Chang, a soft-spoken Taiwanese woman in her early 30s who has written about and
researched the Yiddish language (and speaks it as well) is one of the few
Yiddish philologists in the Chinese-speaking world. She heads the department of
German at the Taiwan college in the subtropical, southern part of the island
nation of 23 million
Buddhists and Taoists.
"When I set about learning Yiddish, I was merely opening up a new door for
myself," the professor says. With a doctorate from Germany's Trier
University under her belt, Chang has gained world renown as an expert in German
and Jewish literature, delivering academic papers around the world.
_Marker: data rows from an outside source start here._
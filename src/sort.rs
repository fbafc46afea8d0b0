//! Label-based sort specification for issue lists.

use std::fmt;

use crate::api::types::Label;
use crate::cache::Collection;

/// Ordered list of label names. Issues are grouped by the first label in this
/// list they carry; issues with none of them come last.
#[derive(Debug, Clone, Default, PartialEq, Eq, Hash)]
pub struct SortSpec {
  labels: Vec<String>,
}

impl SortSpec {
  pub fn new(labels: impl IntoIterator<Item = impl Into<String>>) -> Self {
    let mut spec = Self::default();
    for label in labels {
      spec.add(label);
    }
    spec
  }

  pub fn labels(&self) -> &[String] {
    &self.labels
  }

  pub fn is_empty(&self) -> bool {
    self.labels.is_empty()
  }

  pub fn contains(&self, name: &str) -> bool {
    self.labels.iter().any(|l| l == name)
  }

  /// Append a label. Blank and already-present names are ignored.
  pub fn add(&mut self, name: impl Into<String>) -> bool {
    let name = name.into().trim().to_string();
    if name.is_empty() || self.contains(&name) {
      return false;
    }
    self.labels.push(name);
    true
  }

  pub fn remove(&mut self, name: &str) -> bool {
    let before = self.labels.len();
    self.labels.retain(|l| l != name);
    self.labels.len() != before
  }

  pub fn move_up(&mut self, index: usize) -> bool {
    if index == 0 || index >= self.labels.len() {
      return false;
    }
    self.labels.swap(index - 1, index);
    true
  }

  pub fn move_down(&mut self, index: usize) -> bool {
    if index + 1 >= self.labels.len() {
      return false;
    }
    self.labels.swap(index, index + 1);
    true
  }

  /// Value of the `sort` query parameter, if any.
  pub fn to_query(&self) -> Option<String> {
    (!self.is_empty()).then(|| self.labels.join(","))
  }

  /// Labels that can still be added.
  pub fn available<'a>(&self, labels: &'a Collection<Label>) -> Vec<&'a Label> {
    labels.iter().filter(|l| !self.contains(&l.name)).collect()
  }
}

impl fmt::Display for SortSpec {
  fn fmt(&self, f: &mut fmt::Formatter<'_>) -> fmt::Result {
    if self.is_empty() {
      write!(f, "default")
    } else {
      write!(f, "{}", self.labels.join(" > "))
    }
  }
}
mod command_input;
mod form;
mod input;
mod key_result;
mod picker;
mod search_input;

pub use command_input::{CommandEvent, CommandInput};
pub use form::{Form, FormEvent};
pub use key_result::KeyResult;
pub use picker::{Picker, PickerEvent, PickerOption};
pub use search_input::{SearchEvent, SearchInput};
pub mod footer;
pub mod header;
pub mod utils;

pub use footer::{draw_banner, draw_footer};
pub use header::{draw_header, HeaderContext};
pub use utils::{
  contrast_color, days_since, due_label, format_date, group_reactions, label_color,
  reaction_emoji, toggle_text, truncate,
};
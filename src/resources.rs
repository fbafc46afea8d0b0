//! Shared caches and loaders wired to the project service.

use std::sync::Arc;

use tokio::sync::{broadcast, watch};
use tracing::debug;

use crate::api::types::{Comment, Issue, Label, LabelDraft, Milestone, MilestoneDraft, Reaction};
use crate::api::ApiClient;
use crate::cache::{
  create_record, delete_record, fetcher, loader, Coalescer, Fetcher, MutationError, PendingDelete,
  ResourceCache,
};
use crate::sort::SortSpec;

/// What a reactions list belongs to.
#[derive(Debug, Clone, Copy, PartialEq, Eq, Hash)]
pub enum ReactionTarget {
  Issue(u64),
  Comment(u64),
}

/// The process-wide resource caches.
///
/// Built once at startup and handed to every view by cloning; all clones share
/// the same underlying caches, the active sort specification, and the
/// issue-change channel.
#[derive(Clone)]
pub struct Resources {
  client: ApiClient,
  milestones: Coalescer<Milestone>,
  labels: Coalescer<Label>,
  sort: Arc<watch::Sender<SortSpec>>,
  issue_changes: broadcast::Sender<u64>,
}

impl Resources {
  pub fn new(client: ApiClient, sort: SortSpec) -> Self {
    let milestones = {
      let client = client.clone();
      Coalescer::new(
        ResourceCache::new(),
        loader(move || {
          let client = client.clone();
          async move { client.list_milestones().await }
        }),
      )
    };

    let labels = {
      let client = client.clone();
      Coalescer::new(
        ResourceCache::new(),
        loader(move || {
          let client = client.clone();
          async move { client.list_labels().await }
        }),
      )
    };

    let (sort, _) = watch::channel(sort);
    let (issue_changes, _) = broadcast::channel(64);

    Self {
      client,
      milestones,
      labels,
      sort: Arc::new(sort),
      issue_changes,
    }
  }

  pub fn client(&self) -> &ApiClient {
    &self.client
  }

  pub fn milestones(&self) -> &Coalescer<Milestone> {
    &self.milestones
  }

  pub fn labels(&self) -> &Coalescer<Label> {
    &self.labels
  }

  pub fn sort(&self) -> SortSpec {
    self.sort.borrow().clone()
  }

  pub fn subscribe_sort(&self) -> watch::Receiver<SortSpec> {
    self.sort.subscribe()
  }

  /// Edit the sort specification. Subscribers are only woken if it changed.
  pub fn update_sort(&self, edit: impl FnOnce(&mut SortSpec) -> bool) -> bool {
    self.sort.send_if_modified(edit)
  }

  /// Announce that the issue list of `milestone` changed on the server.
  pub fn issues_changed(&self, milestone: u64) {
    debug!(milestone, "Issue list changed");
    // No receivers just means no milestone list is mounted
    let _ = self.issue_changes.send(milestone);
  }

  pub fn subscribe_issue_changes(&self) -> broadcast::Receiver<u64> {
    self.issue_changes.subscribe()
  }

  /// Drop all cached state, e.g. after the session ended.
  pub fn clear_all(&self) {
    self.milestones.cache().clear();
    self.labels.cache().clear();
  }

  pub async fn create_milestone(&self, draft: MilestoneDraft) -> Result<Milestone, MutationError> {
    let client = self.client.clone();
    create_record(&self.milestones, draft, move |draft| async move {
      client.create_milestone(&draft.to_request()).await
    })
    .await
  }

  pub fn delete_milestone(&self, number: u64) -> PendingDelete {
    let client = self.client.clone();
    delete_record(&self.milestones, number, move |number| async move {
      client.delete_milestone(number).await
    })
  }

  pub async fn create_label(&self, draft: LabelDraft) -> Result<Label, MutationError> {
    let client = self.client.clone();
    create_record(&self.labels, draft, move |draft| async move {
      client.create_label(&draft.to_request()).await
    })
    .await
  }

  pub fn delete_label(&self, name: String) -> PendingDelete {
    let client = self.client.clone();
    delete_record(&self.labels, name, move |name| async move {
      client.delete_label(&name).await
    })
  }

  /// Issues of a milestone, keyed by the active sort specification.
  pub fn issues_fetcher(&self) -> Fetcher<u64, SortSpec, Issue> {
    let client = self.client.clone();
    fetcher(move |milestone: &u64, sort: &SortSpec| {
      let client = client.clone();
      let milestone = *milestone;
      let sort = sort.labels().to_vec();
      async move { client.list_issues(milestone, &sort).await }
    })
  }

  pub fn comments_fetcher(&self) -> Fetcher<u64, (), Comment> {
    let client = self.client.clone();
    fetcher(move |issue: &u64, _: &()| {
      let client = client.clone();
      let issue = *issue;
      async move { client.list_comments(issue).await }
    })
  }

  pub fn reactions_fetcher(&self) -> Fetcher<ReactionTarget, (), Reaction> {
    let client = self.client.clone();
    fetcher(move |target: &ReactionTarget, _: &()| {
      let client = client.clone();
      let target = *target;
      async move {
        match target {
          ReactionTarget::Issue(number) => client.list_issue_reactions(number).await,
          ReactionTarget::Comment(id) => client.list_comment_reactions(id).await,
        }
      }
    })
  }
}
In addition,
she's become a Jewish historian for the Chinese and Taiwanese people, as well as
a philologist of German and Yiddish.
Chang admitted in a recent telephone interview with this reporter that
learning Yiddish did not come easy at first, although she said that
the fact that the "language of Jewish exiles" contains around 85
percent German morphemes made it easier as time went by, since she had already
mastered German as a university student in Taiwan and Europe. In addition, she
speaks Chinese, Taiwanese and English.
Is Professor Chang aiming to be the Leo Rosten of the Chinese-speaking world,
perhaps? She plans to write a book someday - in Chinese, of course, what else?
- for the reading public in Taiwan, explaining the nuances of Yiddishkeit and
the history of the Jewish disapora - and meaning of such words as kvell,
chutzpah and nachas, she said. The Chinese people have had their own
disapora, too, so the two cultures, Jewish and Chinese, have many similarities.